German industry output fell 0.3 percent month-on-month in May, below analysts’ expectations, data on Wednesday showed.

Delta variant

“Slowing economic momentum in Germany and the euro zone would point towards the ECB considering a tapering of its asset purchasing programme as part of PEPP (Pandemic Emergency Purchase Programme) at an even later stage than expected, in particular against the background of the spreading Delta variant,” Commerzbank analysts said in a note.

The dollar rose 0.13 percent to 110.74 against the yen.

Yields on US 10-year notes dropped to a new 4-1/2 month low, falling 4 basis points to 1.33 percent on Wednesday after tumbling eight basis points on Tuesday in their biggest one-day slide since February. Yields recouped some ground to 1.3480 percent.

Germany’s 30-year bond yield hit its lowest since March at 0.205 percent.

Analysts said various factors – such as the spread of the Delta COVID-19 variant and the weak US services data – had driven the risk aversion.

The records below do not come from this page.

use crate::{Board, BOARD_SIZE};

/// Draws the board in a box, with row and column numbers.
///
/// Each occupied cell shows the code of its piece, empty cells show dots.
pub fn visualize_board(board: &Board) -> String {
    let mut result = String::from("   ");
    for col in 0..BOARD_SIZE {
        result += &format!("{:>5}", col);
    }
    result += "\n   ╭";
    for _ in 0..BOARD_SIZE {
        result += "─────";
    }
    result += "─╮";

    for (row, cells) in board.cells().iter().enumerate() {
        result += &format!("\n{:>2} │", row);
        for cell in cells {
            match cell {
                Some(piece) => result += &format!(" {}", piece),
                None => result += " ····",
            }
        }
        result += " │";
    }

    result += "\n   ╰";
    for _ in 0..BOARD_SIZE {
        result += "─────";
    }
    result += "─╯";
    result
}
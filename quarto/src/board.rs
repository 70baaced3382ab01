use serde::{Deserialize, Serialize};

use crate::{common_attributes, visualize_board, Attribute, IllegalPlacement, Piece, PiecesSet};

pub const BOARD_SIZE: usize = 4;

/// The cells of each line that can win the game, as `(row, col)`.
///
/// The 4 rows come first, then the 4 columns, then the main diagonal and the anti-diagonal.
pub const LINES: [[(usize, usize); BOARD_SIZE]; 10] = [
    [(0, 0), (0, 1), (0, 2), (0, 3)],
    [(1, 0), (1, 1), (1, 2), (1, 3)],
    [(2, 0), (2, 1), (2, 2), (2, 3)],
    [(3, 0), (3, 1), (3, 2), (3, 3)],
    [(0, 0), (1, 0), (2, 0), (3, 0)],
    [(0, 1), (1, 1), (2, 1), (3, 1)],
    [(0, 2), (1, 2), (2, 2), (3, 2)],
    [(0, 3), (1, 3), (2, 3), (3, 3)],
    [(0, 0), (1, 1), (2, 2), (3, 3)],
    [(0, 3), (1, 2), (2, 1), (3, 0)],
];

/// A 4x4 grid of cells, each of which is empty or holds one piece.
///
/// Cells only ever go from empty to occupied. The board itself does not check
/// that a piece is placed at most once; that is up to whoever hands out the
/// pieces (see [`Game`](crate::Game)).
#[derive(Clone, Copy, Debug, Default, PartialEq, Eq, Hash, Serialize, Deserialize)]
#[serde(transparent)]
pub struct Board {
    cells: [[Option<Piece>; BOARD_SIZE]; BOARD_SIZE],
}

/// A full line whose pieces agree on at least one attribute.
#[derive(Clone, Debug, PartialEq, Eq)]
pub struct WinningLine {
    /// The `(row, col)` coordinates of the four cells.
    pub cells: [(usize, usize); BOARD_SIZE],
    /// Every attribute shared by the four pieces, never empty.
    pub shared_attributes: Vec<Attribute>,
}

impl Board {
    /// Creates an empty board.
    pub fn new() -> Self {
        Self::default()
    }

    /// Creates a board with the given contents, indexed as `cells[row][col]`.
    pub fn from_cells(cells: [[Option<Piece>; BOARD_SIZE]; BOARD_SIZE]) -> Self {
        Self { cells }
    }

    pub fn cells(&self) -> &[[Option<Piece>; BOARD_SIZE]; BOARD_SIZE] {
        &self.cells
    }

    /// The piece at the given cell, `None` if it is empty or out of bounds.
    pub fn get(&self, row: usize, col: usize) -> Option<Piece> {
        self.cells.get(row)?.get(col).copied().flatten()
    }

    /// Put a piece on an empty cell.
    ///
    /// This is the only way a board changes. On error, the board is untouched.
    pub fn place(&mut self, piece: Piece, row: usize, col: usize) -> Result<(), IllegalPlacement> {
        let cell = self
            .cells
            .get_mut(row)
            .and_then(|cells| cells.get_mut(col))
            .ok_or(IllegalPlacement::OutOfBounds { row, col })?;
        if let Some(existing) = *cell {
            return Err(IllegalPlacement::CellOccupied { row, col, existing });
        }
        *cell = Some(piece);
        Ok(())
    }

    /// A copy of this board with `piece` put on the cell `(row, col)`, which must be empty.
    pub(crate) fn with_piece(&self, piece: Piece, row: usize, col: usize) -> Self {
        debug_assert!(self.cells[row][col].is_none());
        let mut board = *self;
        board.cells[row][col] = Some(piece);
        board
    }

    pub fn is_full(&self) -> bool {
        self.cells.iter().flatten().all(Option::is_some)
    }

    pub fn num_pieces(&self) -> usize {
        self.cells.iter().flatten().filter(|cell| cell.is_some()).count()
    }

    /// All pieces on the board.
    pub fn pieces(&self) -> PiecesSet {
        self.cells.iter().flatten().filter_map(|&cell| cell).collect()
    }

    /// The coordinates of all empty cells in row-major order.
    pub fn empty_cells(&self) -> impl Iterator<Item = (usize, usize)> + '_ {
        (0..BOARD_SIZE)
            .flat_map(|row| (0..BOARD_SIZE).map(move |col| (row, col)))
            .filter(|&(row, col)| self.cells[row][col].is_none())
    }

    /// The contents of the line `LINES[line_idx]`.
    pub fn line(&self, line_idx: usize) -> [Option<Piece>; BOARD_SIZE] {
        LINES[line_idx].map(|(row, col)| self.cells[row][col])
    }

    /// The contents of all lines, in the order of [`LINES`].
    pub fn lines(&self) -> impl Iterator<Item = [Option<Piece>; BOARD_SIZE]> + '_ {
        (0..LINES.len()).map(|line_idx| self.line(line_idx))
    }

    /// Is there a full line whose pieces share an attribute?
    ///
    /// Stops at the first winning line.
    pub fn check_win(&self) -> bool {
        self.lines().any(|line| {
            full_line(line).map_or(false, |pieces| common_attributes(&pieces).next().is_some())
        })
    }

    /// Like [`Self::check_win()`], but tells which line won, and why.
    pub fn winning_line(&self) -> Option<WinningLine> {
        LINES.iter().zip(self.lines()).find_map(|(&cells, line)| {
            let pieces = full_line(line)?;
            let shared_attributes: Vec<Attribute> = common_attributes(&pieces).collect();
            (!shared_attributes.is_empty()).then_some(WinningLine {
                cells,
                shared_attributes,
            })
        })
    }
}

/// The pieces of a line, if none of its cells is empty.
pub(crate) fn full_line(line: [Option<Piece>; BOARD_SIZE]) -> Option<[Piece; BOARD_SIZE]> {
    let [a, b, c, d] = line;
    Some([a?, b?, c?, d?])
}

impl std::fmt::Display for Board {
    fn fmt(&self, f: &mut std::fmt::Formatter<'_>) -> std::fmt::Result {
        write!(f, "{}", visualize_board(self))
    }
}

In Asia, MSCI’s broadest index of Asia-Pacific shares outside Japan dropped 0.12 percent after hitting six-week lows, while Japan’s Nikkei fell 0.96 percent.

Hong Kong stocks hit near six-month lows and were down 0.4 percent.

Bucking the trend, Australian stocks rose 0.9 percent.

Oil rose to US$75 a barrel with support coming from a tight market, after a steep drop from multi-year highs in the previous session amid uncertainty about OPEC+ supply policy.

Brent crude was up 1.5 percent at US$75.67 a barrel, while US crude gained 1.6 percent to US$74.55.

Gold was up 0.58 percent at US$1,806.60 an ounce.